Updated: May 14, 2019
A 6-hour bus journey from Hanoi, Vietnam transported me to the extreme Northern region of Vietnam, the Ha Giang province. Sharing the border with China, the Ha Giang region is also known as the ‘Roof of Vietnam’ - characterized by beautiful limestone Karst’s, winding roads and rich grasslands. It’s also the homeland of many Ethnic minority groups and hill tribes such as the Dao, H’mong, Tay and Nung.
When I began my journey through the dramatic mountain and forest landscapes, I was overwhelmed by the imposing and picturesque scenery, as well as the unique daily life and traditional culture of the ethnic minority people of this land. One distinctive feature of highland ethnic minority groups in Vietnam is that they are colorfully attired whether at home, in the farm, or traveling.

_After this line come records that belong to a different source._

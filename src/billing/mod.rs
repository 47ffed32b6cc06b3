//! Billing collaborator module.
//!
//! The billing backend that actually charges cards is out of scope; this
//! module is the contract the membership core needs from it, an HTTP
//! implementation of that contract, and a scriptable mock for tests.

pub mod client;
pub mod http;

pub use client::{BillingClient, BillingResult, RefundReceipt};
pub use http::HttpBillingClient;

// Test exports
#[cfg(any(test, feature = "test-client"))]
pub mod test {
    pub use super::client::test::MockBillingClient;
}
//! Snapshot store for the current subscription record.

use std::sync::{Arc, RwLock};

use crate::subscription::record::SubscriptionRecord;

/// Shared holder for the latest fetched subscription record.
///
/// The snapshot is immutable until refetched: mutations never edit it in
/// place, they replace it with whatever the billing collaborator returned
/// after the action. Cheap to clone; all clones observe the same record.
#[derive(Clone, Default, Debug)]
pub struct RecordStore {
    inner: Arc<RwLock<Option<SubscriptionRecord>>>,
}

impl RecordStore {
    #[must_use]
    pub fn new() -> Self {
        Self::default()
    }

    /// The current snapshot, if a record has been fetched.
    #[must_use]
    pub fn snapshot(&self) -> Option<SubscriptionRecord> {
        self.inner.read().expect("record store lock poisoned").clone()
    }

    /// Replace the snapshot with a freshly fetched record (or `None`
    /// when the collaborator reports no subscription).
    pub fn replace(&self, record: Option<SubscriptionRecord>) {
        *self.inner.write().expect("record store lock poisoned") = record;
    }

    /// Drop the snapshot (e.g. on logout).
    pub fn clear(&self) {
        self.replace(None);
    }
}
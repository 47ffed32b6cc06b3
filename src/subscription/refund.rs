//! Refund eligibility.
//!
//! Eligibility is a time-windowed function of the subscription start and
//! "now". It is recomputed on every panel load and after every mutation,
//! never cached across sessions, and never user-writable. When the
//! billing collaborator cannot confirm a verdict the check fails closed:
//! the answer is always ineligible.

use serde::{Deserialize, Serialize};

use crate::subscription::record::SubscriptionRecord;

/// Verdict on whether a full refund may currently be requested.
#[derive(Debug, Clone, PartialEq, Eq, Serialize, Deserialize)]
pub struct RefundEligibility {
    pub eligible: bool,
    #[serde(rename = "daysSinceStart", default)]
    pub days_since_start: u32,
    #[serde(rename = "daysRemainingForRefund", default)]
    pub days_remaining_for_refund: u32,
    #[serde(rename = "maxRefundDays", default)]
    pub max_refund_days: u32,
    /// Human-readable explanation when not eligible.
    #[serde(default, skip_serializing_if = "Option::is_none")]
    pub reason: Option<String>,
}

impl RefundEligibility {
    /// The fail-closed verdict used whenever the billing collaborator
    /// cannot be reached to confirm eligibility.
    #[must_use]
    pub fn verification_failed() -> Self {
        Self {
            eligible: false,
            days_since_start: 0,
            days_remaining_for_refund: 0,
            max_refund_days: 0,
            reason: Some("verification failed".to_string()),
        }
    }
}

/// Compute refund eligibility for a record at a given instant.
///
/// Only meaningful when the lifecycle state is `FullyActive` or
/// `CanceledEndOfPeriod`; callers must not surface refund UI in any
/// other state.
#[must_use]
pub fn check_eligibility(
    record: &SubscriptionRecord,
    now: u64,
    max_refund_days: u32,
) -> RefundEligibility {
    let days_since_start = record.days_since_start(now);
    let days_remaining_for_refund = max_refund_days.saturating_sub(days_since_start);
    let eligible = days_since_start <= max_refund_days;

    let reason = if eligible {
        None
    } else {
        Some(format!(
            "The {}-day refund window ended {} days ago",
            max_refund_days,
            days_since_start - max_refund_days
        ))
    };

    RefundEligibility {
        eligible,
        days_since_start,
        days_remaining_for_refund,
        max_refund_days,
        reason,
    }
}

#[cfg(test)]
mod tests {
    use super::*;
    use crate::subscription::record::{Plan, SubscriptionStatus};

    const DAY: u64 = 86_400;

    fn record_started_at(start: u64) -> SubscriptionRecord {
        SubscriptionRecord {
            id: "sub_1".to_string(),
            plan: Plan::Monthly,
            status: SubscriptionStatus::Active,
            is_active: true,
            start_date: start,
            end_date: None,
            cancelation_type: None,
            refund_status: None,
            days_remaining: None,
            payment_method: None,
        }
    }

    #[test]
    fn test_within_window() {
        let start = 1_700_000_000;
        let record = record_started_at(start);

        let verdict = check_eligibility(&record, start + 5 * DAY, 14);
        assert!(verdict.eligible);
        assert_eq!(verdict.days_since_start, 5);
        assert_eq!(verdict.days_remaining_for_refund, 9);
        assert!(verdict.reason.is_none());
    }

    #[test]
    fn test_twenty_days_in_with_fourteen_day_window() {
        let start = 1_700_000_000;
        let record = record_started_at(start);

        let verdict = check_eligibility(&record, start + 20 * DAY, 14);
        assert!(!verdict.eligible);
        assert_eq!(verdict.days_remaining_for_refund, 0);
        assert!(verdict.reason.unwrap().contains("refund window"));
    }

    #[test]
    fn test_boundary_day_is_still_eligible() {
        let start = 1_700_000_000;
        let record = record_started_at(start);

        // Exactly max_refund_days elapsed: still inside the window.
        let verdict = check_eligibility(&record, start + 14 * DAY, 14);
        assert!(verdict.eligible);
        assert_eq!(verdict.days_remaining_for_refund, 0);

        let verdict = check_eligibility(&record, start + 15 * DAY, 14);
        assert!(!verdict.eligible);
    }

    #[test]
    fn test_monotonic_in_now() {
        let start = 1_700_000_000;
        let record = record_started_at(start);

        let mut last_remaining = u32::MAX;
        let mut went_ineligible = false;
        for day in 0..40 {
            let verdict = check_eligibility(&record, start + day * DAY, 14);
            assert!(verdict.days_remaining_for_refund <= last_remaining);
            last_remaining = verdict.days_remaining_for_refund;

            if went_ineligible {
                assert!(!verdict.eligible, "eligibility must not come back on day {}", day);
            }
            went_ineligible = !verdict.eligible;
        }
    }

    #[test]
    fn test_clock_before_start_saturates() {
        let start = 1_700_000_000;
        let record = record_started_at(start);

        let verdict = check_eligibility(&record, start - 3 * DAY, 14);
        assert!(verdict.eligible);
        assert_eq!(verdict.days_since_start, 0);
        assert_eq!(verdict.days_remaining_for_refund, 14);
    }

    #[test]
    fn test_verification_failed_is_closed() {
        let verdict = RefundEligibility::verification_failed();
        assert!(!verdict.eligible);
        assert_eq!(verdict.reason.as_deref(), Some("verification failed"));
    }

    #[test]
    fn test_deserializes_collaborator_payload() {
        let json = r#"{
            "eligible": true,
            "daysSinceStart": 3,
            "daysRemainingForRefund": 11,
            "maxRefundDays": 14
        }"#;
        let verdict: RefundEligibility = serde_json::from_str(json).unwrap();
        assert!(verdict.eligible);
        assert_eq!(verdict.days_remaining_for_refund, 11);
    }
}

Little is known about the history of ethnic minorities in Vietnam. It is widely believed that many of the groups like the Hmong (Meo), Zao, Nung, Lan, Giay, and Lolo, are descendants of the ancient migrants from southern China who settled in the northern border regions. Others, like the Tay, Muong, and Thai are believed to be related to the lowland natives of Malay stock who were forced into the highlands by successive invasions of Mongoloids from China.
The H'Mong ethnic group in Ha Giang, Vietnam.
The H'Mong also called the Mong is the largest ethnic group of seventeen ethnics community in Dong Van karst plateau Geo park. They are believed to have originated from China and then migrated to Vietnam more than 300 years ago. Women are commonly found carrying a bamboo basket on their back, braced by a wire tied around their forehead filled with farming products while hanging a three-month-old baby at the breast.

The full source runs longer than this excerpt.